Русская трагедия. Дороги дальние, невозвратные - стр. 48
На обратном пути я попросила отвезти меня к Вите. У него я пробыла недолго и решила скорее вернуться домой. Мне было весело и хорошо на душе. Вдруг захотелось доставить радость еще кому-нибудь. Вспомнила о братишке и сестренке и бросилась в большой игрушечный магазин. Выбор был колоссальный. Разнообразные игрушки всех цветов лежали всюду, трудно было остановиться на чем-нибудь. Пушистые медведи, белые, желтые, черные автомобили манили меня, но я вспомнила, что у брата их целая коллекция, а кукол у сестры столько, что их некуда девать. Наконец, я остановилась на заводном трамвае с кондуктором и прелестной кукольной гостиной с бархатными креслами и круглым столиком.
Продавец спросил, не хочу ли я, чтобы это все было доставлено на дом. Я категорически отказалась и сказала, что сейчас, сию минуту, хочу взять пакет с собой. Пакет оказался невероятной величины. Нагруженная как мул, отправилась я домой.
Мое появление в детской произвело ожидаемое действие. Послышались крики, визги, дети бросились мне на шею, целовали, благодарили, еще не зная, что в пакете. «Хватит», – отбивалась я от них. «Ruhig, Kinder, seien sie still»[23], – ворчала гувернантка, она суетилась, приготавливая их к прогулке, собирая всевозможные вещи. Но тут уже было не до прогулок, разворачивался пакет с восторженными выкриками. На шум сбежались три маленькие японские собачонки Клеопатры Михайловны и присоединили свой тоненький, пискливый лай к общей суматохе. Появилась Клеопатра Михайловна. «Что у вас тут за бедлам?» – улыбаясь, спросила она. Увидев, в чем дело, покачала головой и сказала: «Ну, конечно, Нина выкинула новый номер баловства». Пожурив меня за чрезмерную расточительность, она спросила: «Не хочешь ли ты пойти со мной в город? Пойдем есть мороженое на бульвар». По правде сказать, мне не очень хотелось, я бы с удовольствием осталась одна, но я поспешила согласиться. Мне жаль было мою бэль-мэр[24], у нее была такая скучная, одинокая жизнь.
Конечно, я ни разу не упомянула о встрече с отцом, но с той поры между ним и мной образовалась какая-то нить. Часто наши взгляды сталкивались, и, хотя мы быстро отворачивались в сторону, казалось, что электрический ток соединял нас на секунду и снова обрывался. Вообще, отец явно меня избегал; ему было не по себе в моем присутствии.

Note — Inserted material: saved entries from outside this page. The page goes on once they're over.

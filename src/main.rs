use std::net::SocketAddr;
use std::sync::Arc;

use clap::Parser;
use tower_http::cors::{Any, CorsLayer};
use tower_http::trace::TraceLayer;
use tracing::info;
use tracing_subscriber::{layer::SubscriberExt, util::SubscriberInitExt};

use local_llm_chat::api;
use local_llm_chat::config::Args;
use local_llm_chat::device::{device_label, get_device};
use local_llm_chat::loader::{self, LoadOptions};
use local_llm_chat::state::AppState;

#[tokio::main]
async fn main() -> anyhow::Result<()> {
    tracing_subscriber::registry()
        .with(tracing_subscriber::EnvFilter::try_from_default_env().unwrap_or_else(|_| {
            "local_llm_chat=info,tower_http=info".into()
        }))
        .with(tracing_subscriber::fmt::layer())
        .init();

    let args = Args::parse();

    let device = get_device(args.cpu)?;
    let device_name = device_label(&device);
    info!("using device: {device_name}");

    let state = Arc::new(AppState::new(args.model.clone(), device));

    // The model load can take minutes on a cold cache; serve immediately
    // and let /chat answer 503 until the loader publishes the engine.
    tokio::spawn(loader::run(state.clone(), LoadOptions::from_args(&args)));

    let cors = CorsLayer::new()
        .allow_origin(Any)
        .allow_methods(Any)
        .allow_headers(Any);

    let app = api::router(state)
        .layer(TraceLayer::new_for_http())
        .layer(cors);

    let addr = SocketAddr::new(args.host.parse()?, args.port);

    println!(
        r#"
🤖 Local chat server
   ├─ Address: http://{}
   ├─ Model:   {} (loading in background)
   ├─ Device:  {}
   └─ Endpoints:
      ├─ GET  /            - Chat page
      ├─ POST /chat        - Chat with the model
      ├─ GET  /status      - Load status
      └─ GET  /debug       - Process diagnostics
"#,
        addr, args.model, device_name,
    );

    let listener = tokio::net::TcpListener::bind(addr).await?;
    axum::serve(listener, app).await?;

    Ok(())
}
use axum::http::StatusCode;
use axum::response::{IntoResponse, Response};
use axum::Json;
use serde_json::json;
use thiserror::Error;

/// Internal failures on the loading and inference side.
#[derive(Error, Debug)]
pub enum ServeError {
    #[error("model loading error: {0}")]
    ModelLoad(String),

    #[error("tokenizer error: {0}")]
    Tokenizer(String),

    #[error("generation error: {0}")]
    Generation(String),

    #[error("hub error: {0}")]
    Hub(String),

    #[error("IO error: {0}")]
    Io(#[from] std::io::Error),

    #[error("candle error: {0}")]
    Candle(#[from] candle_core::Error),

    #[error("serialization error: {0}")]
    Serde(#[from] serde_json::Error),
}

pub type Result<T> = std::result::Result<T, ServeError>;

/// Failures surfaced to HTTP callers. Everything maps to a structured
/// JSON body; nothing propagates as a handler panic.
#[derive(Debug)]
pub enum ApiError {
    /// Missing or blank input.
    BadRequest(String),
    /// Model still loading (or failed to load); `stage` is the current
    /// loading status text.
    NotReady { stage: String },
    /// Generation blew up inside the model call.
    Generation(String),
}

impl IntoResponse for ApiError {
    fn into_response(self) -> Response {
        match self {
            ApiError::BadRequest(message) => (
                StatusCode::BAD_REQUEST,
                Json(json!({ "success": false, "error": message })),
            )
                .into_response(),
            ApiError::NotReady { stage } => (
                StatusCode::SERVICE_UNAVAILABLE,
                Json(json!({
                    "success": false,
                    "error": format!("Model is not ready yet. Status: {stage}"),
                    "loading": true,
                })),
            )
                .into_response(),
            ApiError::Generation(message) => (
                StatusCode::INTERNAL_SERVER_ERROR,
                Json(json!({
                    "success": false,
                    "error": format!("Internal error: {message}"),
                })),
            )
                .into_response(),
        }
    }
}
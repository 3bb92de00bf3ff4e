use std::sync::Arc;

use tokio::task;
use tracing::{error, info, warn};

use crate::config::{Args, SamplingParams};
use crate::device::device_label;
use crate::engine::{CandleGenerator, ChatEngine};
use crate::error::{Result, ServeError};
use crate::hub;
use crate::model::{build_model, detect_architecture, LanguageModel};
use crate::state::{AppState, LoadStatus};
use crate::tokenizer::TokenizerWrapper;

pub struct LoadOptions {
    pub model_id: String,
    pub revision: String,
    pub hf_token: Option<String>,
    pub primary: SamplingParams,
    pub retry: SamplingParams,
}

impl LoadOptions {
    pub fn from_args(args: &Args) -> Self {
        Self {
            model_id: args.model.clone(),
            revision: args.revision.clone(),
            hf_token: args.hf_token.clone(),
            primary: SamplingParams::primary(args),
            retry: SamplingParams::retry(args),
        }
    }
}

/// Background load task, spawned once at startup. A failure is recorded
/// in the shared status and is terminal until the process restarts; the
/// HTTP server keeps running either way.
pub async fn run(state: Arc<AppState>, options: LoadOptions) {
    info!(model = %options.model_id, "starting model load");

    if let Err(err) = load(&state, options).await {
        error!(%err, "model load failed");
        state
            .set_status(LoadStatus::Failed {
                message: err.to_string(),
            })
            .await;
    }
}

async fn load(state: &Arc<AppState>, options: LoadOptions) -> Result<()> {
    state
        .set_status(LoadStatus::Loading {
            stage: "fetching tokenizer and model files".to_string(),
        })
        .await;

    let model_id = options.model_id.clone();
    let revision = options.revision.clone();
    let token = options.hf_token.clone();
    let files = task::spawn_blocking(move || {
        hub::fetch_model_files(&model_id, &revision, token.as_deref())
    })
    .await
    .map_err(|e| ServeError::ModelLoad(format!("fetch task panicked: {e}")))??;

    state
        .set_status(LoadStatus::Loading {
            stage: format!("loading model weights onto {}", device_label(&state.device)),
        })
        .await;

    let device = state.device.clone();
    let (model, tokenizer) = task::spawn_blocking(move || -> Result<(Box<dyn LanguageModel>, TokenizerWrapper)> {
        let tokenizer = TokenizerWrapper::load(&files.tokenizer)?;
        let architecture = detect_architecture(&files.config)?;
        let model = build_model(architecture, &files, &device)?;
        Ok((model, tokenizer))
    })
    .await
    .map_err(|e| ServeError::ModelLoad(format!("load task panicked: {e}")))??;

    let generator = Arc::new(CandleGenerator::new(
        model,
        tokenizer,
        state.device.clone(),
    ));
    let engine = Arc::new(ChatEngine::new(generator, options.primary, options.retry));

    // Publish before flipping the status: anyone who sees Ready is
    // guaranteed to find the engine in the cell.
    if !state.publish(engine) {
        warn!("engine was already published, keeping the first one");
    }
    state.set_status(LoadStatus::Ready).await;

    info!(model = %state.model_id, "model ready");
    Ok(())
}
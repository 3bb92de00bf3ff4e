use std::sync::{Arc, Mutex};
use std::time::Instant;

use candle_core::{Device, Tensor};
use candle_transformers::utils::apply_repeat_penalty;
use tracing::debug;

use crate::config::{SamplingParams, FALLBACK_REPLY, MIN_REPLY_CHARS};
use crate::error::{Result, ServeError};
use crate::model::LanguageModel;
use crate::sampling::{last_token_logits, Sampler};
use crate::tokenizer::TokenizerWrapper;

/// Text-level generation: a user message in, decoded text out. The HTTP
/// layer and the retry policy only ever see this trait, never tensors.
pub trait TextGenerator: Send + Sync {
    fn generate(&self, message: &str, params: &SamplingParams) -> Result<String>;
}

/// Chat facade over a generator: runs the primary sampling attempt, one
/// resample when the output is blank or degenerate, and the fixed
/// fallback when both come back empty.
pub struct ChatEngine {
    generator: Arc<dyn TextGenerator>,
    primary: SamplingParams,
    retry: SamplingParams,
}

impl ChatEngine {
    pub fn new(
        generator: Arc<dyn TextGenerator>,
        primary: SamplingParams,
        retry: SamplingParams,
    ) -> Self {
        Self {
            generator,
            primary,
            retry,
        }
    }

    pub fn reply(&self, message: &str) -> Result<String> {
        let first = self.generator.generate(message, &self.primary)?;
        let first = first.trim();
        if first.chars().count() >= MIN_REPLY_CHARS {
            return Ok(first.to_string());
        }

        debug!(chars = first.chars().count(), "short reply, resampling once");
        let second = self.generator.generate(message, &self.retry)?;
        let second = second.trim();
        if second.is_empty() {
            Ok(FALLBACK_REPLY.to_string())
        } else {
            Ok(second.to_string())
        }
    }
}

/// Candle-backed generator. `forward` mutates the KV cache, so passes are
/// serialized behind the mutex; concurrent callers queue here.
pub struct CandleGenerator {
    model: Mutex<Box<dyn LanguageModel>>,
    tokenizer: TokenizerWrapper,
    device: Device,
}

impl CandleGenerator {
    pub fn new(model: Box<dyn LanguageModel>, tokenizer: TokenizerWrapper, device: Device) -> Self {
        Self {
            model: Mutex::new(model),
            tokenizer,
            device,
        }
    }
}

impl TextGenerator for CandleGenerator {
    fn generate(&self, message: &str, params: &SamplingParams) -> Result<String> {
        let mut model = self
            .model
            .lock()
            .map_err(|_| ServeError::Generation("model lock poisoned".to_string()))?;

        model.reset_cache();

        let mut tokens = self.tokenizer.encode(message)?;
        if tokens.is_empty() {
            return Err(ServeError::Generation(
                "message produced no tokens".to_string(),
            ));
        }

        // Close the user turn with the end-of-sequence marker so the model
        // replies instead of continuing the message.
        let eos = self
            .tokenizer
            .eos_token_id()
            .unwrap_or_else(|| model.eos_token_id());
        tokens.push(eos);
        let prompt_len = tokens.len();

        let mut sampler = Sampler::new(params);
        let mut generated: Vec<u32> = Vec::new();

        let start = Instant::now();
        let input = Tensor::new(tokens.as_slice(), &self.device)?.unsqueeze(0)?;
        let mut logits = model.forward(&input, 0)?;

        for step in 0..params.max_tokens {
            let last = last_token_logits(&logits)?;
            let last = if params.repeat_penalty == 1.0 {
                last
            } else {
                apply_repeat_penalty(&last, params.repeat_penalty, &tokens)?
            };

            let next = sampler.sample(&last)?;
            if next == eos || next == model.eos_token_id() {
                break;
            }

            generated.push(next);
            tokens.push(next);

            let input = Tensor::new(&[next], &self.device)?.unsqueeze(0)?;
            logits = model.forward(&input, prompt_len + step)?;
        }

        let text = self.tokenizer.decode(&generated)?;
        debug!(
            tokens = generated.len(),
            elapsed_ms = start.elapsed().as_millis() as u64,
            "generation finished"
        );

        Ok(text)
    }
}
mod gemma;
mod gemma2;
mod mistral;

pub use gemma::GemmaChatModel;
pub use gemma2::Gemma2ChatModel;
pub use mistral::MistralChatModel;

use std::path::Path;

use candle_core::{DType, Device, Tensor};
use tracing::info;

use crate::error::Result;
use crate::hub::ModelFiles;

/// A causal LM that produces next-token logits. The KV cache makes
/// `forward` stateful, so callers must serialize access per handle.
pub trait LanguageModel: Send + Sync {
    fn forward(&mut self, input_ids: &Tensor, position: usize) -> Result<Tensor>;

    fn reset_cache(&mut self);

    fn eos_token_id(&self) -> u32;
}

#[derive(Debug, Clone, Copy, PartialEq, Eq)]
pub enum ModelArchitecture {
    Mistral,
    Gemma,
    Gemma2,
}

/// Read the architecture out of the model's `config.json`, checking the
/// `architectures` list first and `model_type` second. Unrecognized
/// configs are treated as mistral-compatible.
pub fn detect_architecture(config_path: &Path) -> Result<ModelArchitecture> {
    let raw = std::fs::read_to_string(config_path)?;
    let config: serde_json::Value = serde_json::from_str(&raw)?;

    let mut names: Vec<String> = Vec::new();
    if let Some(archs) = config.get("architectures").and_then(|v| v.as_array()) {
        names.extend(archs.iter().filter_map(|v| v.as_str().map(str::to_lowercase)));
    }
    if let Some(model_type) = config.get("model_type").and_then(|v| v.as_str()) {
        names.push(model_type.to_lowercase());
    }

    for name in &names {
        if name.contains("gemma2") {
            return Ok(ModelArchitecture::Gemma2);
        }
        if name.contains("gemma") {
            return Ok(ModelArchitecture::Gemma);
        }
        if name.contains("mistral") {
            return Ok(ModelArchitecture::Mistral);
        }
    }

    Ok(ModelArchitecture::Mistral)
}

/// Load the backend matching the detected architecture.
pub fn build_model(
    architecture: ModelArchitecture,
    files: &ModelFiles,
    device: &Device,
) -> Result<Box<dyn LanguageModel>> {
    info!(?architecture, "building model");

    Ok(match architecture {
        ModelArchitecture::Mistral => {
            Box::new(MistralChatModel::load(&files.config, &files.weights, device)?)
        }
        ModelArchitecture::Gemma => {
            Box::new(GemmaChatModel::load(&files.config, &files.weights, device)?)
        }
        ModelArchitecture::Gemma2 => {
            Box::new(Gemma2ChatModel::load(&files.config, &files.weights, device)?)
        }
    })
}

/// Half precision on accelerators, full precision on the CPU.
pub(crate) fn weight_dtype(device: &Device) -> DType {
    if device.is_cuda() {
        DType::BF16
    } else {
        DType::F32
    }
}

/// `eos_token_id` in hub configs is either a number or a list of numbers.
pub(crate) fn eos_from_config(config: &serde_json::Value, fallback: u32) -> u32 {
    config
        .get("eos_token_id")
        .and_then(|v| {
            v.as_u64()
                .or_else(|| v.as_array().and_then(|arr| arr.first()?.as_u64()))
        })
        .unwrap_or(u64::from(fallback)) as u32
}
use clap::Parser;
use serde::{Deserialize, Serialize};

/// Model fetched from the Hub when no `--model` flag is given.
pub const DEFAULT_MODEL: &str = "crumb/nano-mistral";

/// Reply returned when both sampling attempts come back empty.
pub const FALLBACK_REPLY: &str =
    "Sorry, I couldn't come up with a good reply. Try rephrasing that.";

/// Trimmed replies shorter than this trigger the single resample.
pub const MIN_REPLY_CHARS: usize = 3;

const RETRY_MAX_TOKENS: usize = 50;
const RETRY_TEMPERATURE: f64 = 0.9;
const RETRY_TOP_P: f64 = 0.9;

#[derive(Parser, Debug, Clone)]
#[command(author, version, about = "Local chat server over a pretrained language model")]
pub struct Args {
    #[arg(short, long, default_value = DEFAULT_MODEL)]
    pub model: String,

    #[arg(long, default_value = "main")]
    pub revision: String,

    #[arg(long, default_value = "127.0.0.1")]
    pub host: String,

    #[arg(long, default_value_t = 5000)]
    pub port: u16,

    /// Skip accelerator probing and run on the CPU.
    #[arg(long)]
    pub cpu: bool,

    #[arg(long, env)]
    pub hf_token: Option<String>,

    #[arg(long, default_value_t = 100)]
    pub max_tokens: usize,

    #[arg(long, default_value_t = 0.7)]
    pub temperature: f64,

    #[arg(long, default_value_t = 1.1)]
    pub repeat_penalty: f32,

    /// 0 seeds the sampler from entropy.
    #[arg(long, default_value_t = 0)]
    pub seed: u64,
}

/// Decoding knobs for one generation attempt.
#[derive(Debug, Clone, Serialize, Deserialize)]
pub struct SamplingParams {
    pub max_tokens: usize,
    pub temperature: f64,
    pub top_p: f64,
    pub top_k: usize,
    pub repeat_penalty: f32,
    pub seed: Option<u64>,
}

impl Default for SamplingParams {
    fn default() -> Self {
        Self {
            max_tokens: 100,
            temperature: 0.7,
            top_p: 1.0,
            top_k: 0,
            repeat_penalty: 1.1,
            seed: None,
        }
    }
}

impl SamplingParams {
    /// First-attempt profile: plain temperature sampling.
    pub fn primary(args: &Args) -> Self {
        Self {
            max_tokens: args.max_tokens,
            temperature: args.temperature,
            top_p: 1.0,
            top_k: 0,
            repeat_penalty: args.repeat_penalty,
            seed: if args.seed == 0 { None } else { Some(args.seed) },
        }
    }

    /// Resample profile used when the first attempt comes back short:
    /// hotter temperature, nucleus sampling, smaller token budget.
    pub fn retry(args: &Args) -> Self {
        Self {
            max_tokens: RETRY_MAX_TOKENS,
            temperature: RETRY_TEMPERATURE,
            top_p: RETRY_TOP_P,
            ..Self::primary(args)
        }
    }

    /// Retry profile derived from defaults, for callers without CLI args.
    pub fn retry_default() -> Self {
        Self {
            max_tokens: RETRY_MAX_TOKENS,
            temperature: RETRY_TEMPERATURE,
            top_p: RETRY_TOP_P,
            ..Self::default()
        }
    }
}
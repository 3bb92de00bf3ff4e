use std::sync::Arc;

use axum::extract::State;
use axum::http::StatusCode;
use axum::response::Html;
use axum::routing::{get, post};
use axum::{Json, Router};
use tracing::info;
use uuid::Uuid;

use super::types::*;
use crate::device::{describe_device, device_label};
use crate::error::ApiError;
use crate::state::AppState;

pub fn router(state: Arc<AppState>) -> Router {
    Router::new()
        .route("/", get(index))
        .route("/chat", post(chat))
        .route("/status", get(status))
        .route("/favicon.ico", get(favicon))
        .route("/debug", get(debug_info))
        .with_state(state)
}

async fn index() -> Html<&'static str> {
    Html(include_str!("../../static/index.html"))
}

async fn favicon() -> StatusCode {
    StatusCode::NO_CONTENT
}

async fn chat(
    State(state): State<Arc<AppState>>,
    Json(request): Json<ChatRequest>,
) -> Result<Json<ChatResponse>, ApiError> {
    let request_id = Uuid::new_v4();

    // Load status comes first: while the model is loading every request
    // gets the 503, even one with a blank message.
    let Some(engine) = state.engine() else {
        return Err(ApiError::NotReady {
            stage: state.status().await.describe(),
        });
    };

    let message = request.message.trim().to_string();
    if message.is_empty() {
        return Err(ApiError::BadRequest(
            "Message must not be empty".to_string(),
        ));
    }

    info!(%request_id, chars = message.len(), "chat request");

    // Generation is CPU-bound and can take seconds; keep it off the
    // async workers.
    let reply = tokio::task::spawn_blocking(move || engine.reply(&message))
        .await
        .map_err(|e| ApiError::Generation(format!("generation task panicked: {e}")))?
        .map_err(|e| ApiError::Generation(e.to_string()))?;

    info!(%request_id, chars = reply.len(), "chat reply ready");

    Ok(Json(ChatResponse {
        success: true,
        response: reply,
        model: format!("{} (Local)", state.model_id),
        device: device_label(&state.device),
    }))
}

async fn status(State(state): State<Arc<AppState>>) -> Json<StatusResponse> {
    let status = state.status().await;

    Json(StatusResponse {
        model_loaded: status.is_ready(),
        loading_status: status.describe(),
        model_name: state.model_id.clone(),
        device_info: describe_device(&state.device),
        status: if status.is_ready() {
            "online"
        } else if status.is_failed() {
            "error"
        } else {
            "loading"
        },
    })
}

async fn debug_info(State(state): State<Arc<AppState>>) -> Json<DebugResponse> {
    let status = state.status().await;

    let mut system = sysinfo::System::new();
    system.refresh_memory();
    let memory_used_percent = if system.total_memory() > 0 {
        system.used_memory() as f32 / system.total_memory() as f32 * 100.0
    } else {
        0.0
    };

    Json(DebugResponse {
        server_version: env!("CARGO_PKG_VERSION"),
        model_loaded: status.is_ready(),
        loading_status: status.describe(),
        device: device_label(&state.device),
        memory_used_percent,
        cpu_count: std::thread::available_parallelism()
            .map(|n| n.get())
            .unwrap_or(1),
        uptime_seconds: state.uptime_seconds(),
    })
}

Дни бежали за днями. Настоящая осень приближалась, море почернело, пенистые волны разбивались об утесы и покатые берега. Сумерки становились все прохладнее, мне надо было подумать о возвращении в Петербург. Все учебные заведения давно были открыты, занятия всюду начались. Труппа тоже собиралась вернуться в Питер. Во время одного из моих посещений Лидарская сказала: «Отчего тебе не поехать с нами? Тебе будет веселее». Я очень обрадовалась этому проекту и начала потихоньку приготовляться.
Напоследок мы зачастили на набережную. Я любила эти выходы с Клеопатрой Михайловной. Покупали дорогие папиросы, усаживались за столиком, болтали без конца, любуясь безграничным морем, разнообразной величины пароходами, белой мраморной лестницей, спускавшейся к воде. Смуглые девочки, как всегда, продавали теперь осенние цветы, подходили татары с восточными коврами, приставали цыганки.
Какая шумная, пестрая, радостная толпа гуляющих в Одессе! Еще сохранившие белые формы моряки, рядом деревенские девушки в малороссийских костюмах с яркими платками на русых волосах. Они лузгают семечки и звонко смеются, сверкая здоровыми белыми зубами. И вдруг, откуда ни возьмись, заглушая бульварный оркестр, гремит гармошка: здоровенный парень в ярко-красной сатиновой рубахе проходит, играя на ходу. Долго еще, удаляясь, эти звуки напоминают русскую удаль и бесшабашность.